§ **Assignment**
For each line below that includes the string "email", show the whole line.

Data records
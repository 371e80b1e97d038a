//! Encode and decode through the registry.
//!
//! The registry only returns candidate rules. These helpers apply them:
//!
//! - [`encode_first`] - the first active rule that encodes at least one value wins
//! - [`encode_all`] - every active rule contributes
//! - [`decode`] - every decoder rule for the object contributes, merged per attribute
//!
//! Failures scoped to one value (an unsupported type, a malformed object)
//! are logged and skipped. Only errors that make the call itself unusable
//! are returned.

use std::any::{Any, type_name};
use std::sync::Arc;

use attrel_core::{Attribute, RequestFacts};
use indexmap::IndexMap;
use indexmap::map::Entry;

use crate::error::{DecodingError, TranscodingError, TranscodingResult};
use crate::registry::AttributeTranscoderRegistry;
use crate::rule::TranscodingRule;
use crate::transcoder::AttributeTranscoder;

fn typed<T: Any>(
    rule: &TranscodingRule,
    attribute_id: &str,
) -> TranscodingResult<Arc<dyn AttributeTranscoder<T>>> {
    rule.transcoder::<T>()
        .ok_or_else(|| TranscodingError::WireTypeMismatch {
            attribute_id: attribute_id.to_string(),
            wire_type: type_name::<T>(),
        })
}

fn encode_values<T: Any>(
    transcoder: &dyn AttributeTranscoder<T>,
    rule: &TranscodingRule,
    facts: &RequestFacts,
    attribute: &Attribute,
) -> Vec<T> {
    let mut encoded = Vec::with_capacity(attribute.values().len());

    for value in attribute.values() {
        if !transcoder.can_encode_value(attribute, value) {
            tracing::debug!(
                attribute_id = %attribute.id(),
                kind = %value.kind_name(),
                "Transcoder does not support value type, skipping"
            );
            continue;
        }
        match transcoder.encode(facts, attribute, rule, value) {
            Ok(object) => encoded.push(object),
            Err(e) => {
                tracing::warn!(
                    attribute_id = %attribute.id(),
                    error = %e,
                    "Failed to encode attribute value"
                );
            }
        }
    }

    encoded
}

/// Encode with the first active rule that produces at least one object.
///
/// # Errors
///
/// Returns `TranscodingError::WireTypeMismatch` if a registered rule does not
/// produce `T`.
pub fn encode_first<T: Any>(
    registry: &AttributeTranscoderRegistry,
    facts: &RequestFacts,
    attribute: &Attribute,
) -> TranscodingResult<Vec<T>> {
    for rule in registry.get_encoders::<T>(attribute) {
        let transcoder = typed::<T>(rule, attribute.id())?;
        if !transcoder.activation_condition(facts, rule) {
            tracing::debug!(attribute_id = %attribute.id(), "Transcoding rule inactive");
            continue;
        }

        let encoded = encode_values(transcoder.as_ref(), rule, facts, attribute);
        if !encoded.is_empty() {
            return Ok(encoded);
        }
    }

    tracing::debug!(attribute_id = %attribute.id(), "No transcoding rule encoded the attribute");
    Ok(Vec::new())
}

/// Encode with every active rule, in registration order.
///
/// # Errors
///
/// Returns `TranscodingError::WireTypeMismatch` if a registered rule does not
/// produce `T`.
pub fn encode_all<T: Any>(
    registry: &AttributeTranscoderRegistry,
    facts: &RequestFacts,
    attribute: &Attribute,
) -> TranscodingResult<Vec<T>> {
    let mut encoded = Vec::new();

    for rule in registry.get_encoders::<T>(attribute) {
        let transcoder = typed::<T>(rule, attribute.id())?;
        if !transcoder.activation_condition(facts, rule) {
            tracing::debug!(attribute_id = %attribute.id(), "Transcoding rule inactive");
            continue;
        }
        encoded.extend(encode_values(transcoder.as_ref(), rule, facts, attribute));
    }

    Ok(encoded)
}

/// Decode a wire object with every matching rule.
///
/// Values decoded for the same attribute id are merged and deduplicated.
/// With `strict`, an object no rule could decode is an error; otherwise it
/// is logged and yields nothing.
///
/// # Errors
///
/// Returns `DecodingError::Unmatched` (strict only) and
/// `TranscodingError::WireTypeMismatch` for a misregistered rule.
pub fn decode<T: Any>(
    registry: &AttributeTranscoderRegistry,
    facts: &RequestFacts,
    object: &T,
    strict: bool,
) -> TranscodingResult<Vec<Attribute>> {
    let mut decoded: IndexMap<String, Attribute> = IndexMap::new();

    for rule in registry.get_decoders(object) {
        let Some(attribute_id) = rule.attribute_id() else {
            continue;
        };
        let transcoder = typed::<T>(rule, attribute_id)?;
        if !transcoder.activation_condition(facts, rule) {
            continue;
        }

        let value = match transcoder.decode(facts, object, rule) {
            Ok(Some(value)) => value,
            Ok(None) => {
                tracing::debug!(attribute_id = %attribute_id, "Decoder did not recognize object");
                continue;
            }
            Err(e) => {
                tracing::warn!(attribute_id = %attribute_id, error = %e, "Failed to decode wire object");
                continue;
            }
        };

        let attribute = match decoded.entry(attribute_id.to_string()) {
            Entry::Occupied(slot) => slot.into_mut(),
            Entry::Vacant(slot) => slot.insert(Attribute::new(attribute_id)?),
        };
        attribute.push_value(value);
    }

    if decoded.is_empty() {
        let name = registry.canonical_name(object).unwrap_or_default();
        if strict {
            return Err(DecodingError::Unmatched { name }.into());
        }
        tracing::warn!(name = %name, "No transcoding rule decoded wire object");
    }

    Ok(decoded.into_values().collect())
}

#[cfg(test)]
mod tests {
    use super::*;
    use crate::claims::{self, BinaryClaimTranscoder, Claim, ScopedClaimTranscoder, StringClaimTranscoder};
    use crate::rule::{ActivationCondition, names};
    use attrel_core::AttributeValue;

    fn registry() -> AttributeTranscoderRegistry {
        AttributeTranscoderRegistry::builder()
            .register_type(claims::type_info())
            .with_rule(
                TranscodingRule::new::<Claim>("affiliation", Arc::new(ScopedClaimTranscoder))
                    .with_property(names::NAME, "affiliation"),
            )
            .with_rule(
                TranscodingRule::new::<Claim>("affiliation", Arc::new(StringClaimTranscoder))
                    .with_property(names::NAME, "affiliation_flat"),
            )
            .with_rule(
                TranscodingRule::new::<Claim>("mail", Arc::new(StringClaimTranscoder))
                    .with_property(names::NAME, "email")
                    .with_activation_condition(ActivationCondition::new("sp-only", |facts| {
                        facts.requester() == Some("https://sp.example.org")
                    })),
            )
            .with_rule(
                TranscodingRule::new::<Claim>("mailAlias", Arc::new(StringClaimTranscoder))
                    .with_property(names::NAME, "email"),
            )
            .with_rule(
                TranscodingRule::new::<Claim>("cert", Arc::new(BinaryClaimTranscoder))
                    .with_property(names::NAME, "cert"),
            )
            .build()
            .unwrap()
    }

    fn sp() -> RequestFacts {
        RequestFacts::builder().requester("https://sp.example.org").build()
    }

    fn affiliation() -> Attribute {
        Attribute::new("affiliation").unwrap().with_values([
            AttributeValue::scoped("staff", "example.org"),
            AttributeValue::string("unscoped"),
        ])
    }

    #[test]
    fn test_encode_first_uses_first_productive_rule() {
        let claims = encode_first::<Claim>(&registry(), &sp(), &affiliation()).unwrap();
        // The scoped transcoder skips the plain string value.
        assert_eq!(claims, [Claim::new("affiliation", "staff@example.org")]);
    }

    #[test]
    fn test_encode_all_aggregates_rules() {
        let claims = encode_all::<Claim>(&registry(), &sp(), &affiliation()).unwrap();
        assert_eq!(
            claims,
            [
                Claim::new("affiliation", "staff@example.org"),
                Claim::new("affiliation_flat", "staff@example.org"),
                Claim::new("affiliation_flat", "unscoped"),
            ]
        );
    }

    #[test]
    fn test_activation_condition_gates_rule() {
        let mail = Attribute::new("mail")
            .unwrap()
            .with_values([AttributeValue::string("a@example.org")]);

        assert_eq!(encode_all::<Claim>(&registry(), &sp(), &mail).unwrap().len(), 1);

        let other = RequestFacts::builder().requester("https://other.example.net").build();
        assert!(encode_all::<Claim>(&registry(), &other, &mail).unwrap().is_empty());
    }

    #[test]
    fn test_unsupported_values_are_skipped() {
        let cert = Attribute::new("cert").unwrap().with_values([
            AttributeValue::string("not binary"),
            AttributeValue::binary(vec![1, 2, 3]),
        ]);
        let claims = encode_all::<Claim>(&registry(), &sp(), &cert).unwrap();
        assert_eq!(claims, [Claim::new("cert", "AQID")]);
    }

    #[test]
    fn test_decode_merges_matching_rules() {
        let claim = Claim::new("email", "a@example.org");

        let attributes = decode(&registry(), &sp(), &claim, false).unwrap();
        let ids: Vec<_> = attributes.iter().map(Attribute::id).collect();
        assert_eq!(ids, ["mail", "mailAlias"]);

        // The gated rule does not apply to other requesters.
        let other = RequestFacts::builder().requester("https://other.example.net").build();
        let attributes = decode(&registry(), &other, &claim, false).unwrap();
        assert_eq!(attributes.len(), 1);
        assert_eq!(attributes[0].id(), "mailAlias");
    }

    #[test]
    fn test_round_trip_through_registry() {
        let registry = registry();
        let cert = Attribute::new("cert")
            .unwrap()
            .with_values([AttributeValue::binary(vec![0, 255, 7])]);

        let claims = encode_first::<Claim>(&registry, &sp(), &cert).unwrap();
        let decoded = decode(&registry, &sp(), &claims[0], true).unwrap();
        assert_eq!(decoded, [cert]);
    }

    #[test]
    fn test_unmatched_decode_is_lenient_by_default() {
        let claim = Claim::new("unknown", "x");
        assert!(decode(&registry(), &sp(), &claim, false).unwrap().is_empty());

        let err = decode(&registry(), &sp(), &claim, true).unwrap_err();
        assert_eq!(
            err,
            TranscodingError::Decoding(DecodingError::Unmatched {
                name: "unknown".to_string()
            })
        );
    }

    #[test]
    fn test_unrecognized_object_counts_as_unmatched() {
        // Registered name, but the scoped decoder does not understand the value.
        let claim = Claim::new("affiliation", "no scope here");
        assert!(decode(&registry(), &sp(), &claim, false).unwrap().is_empty());
        assert!(decode(&registry(), &sp(), &claim, true).is_err());
    }

    #[test]
    fn test_unregistered_wire_type() {
        assert!(encode_all::<String>(&registry(), &sp(), &affiliation()).unwrap().is_empty());
        assert!(decode(&registry(), &sp(), &"email".to_string(), false).unwrap().is_empty());
    }
}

§ **Solved exercise**
                    .with_property(names::NAME, "email")
                    .with_property(names::NAME, "email"),
        let claim = Claim::new("email", "a@example.org");
        assert!(decode(&registry(), &sp(), &"email".to_string(), false).unwrap().is_empty());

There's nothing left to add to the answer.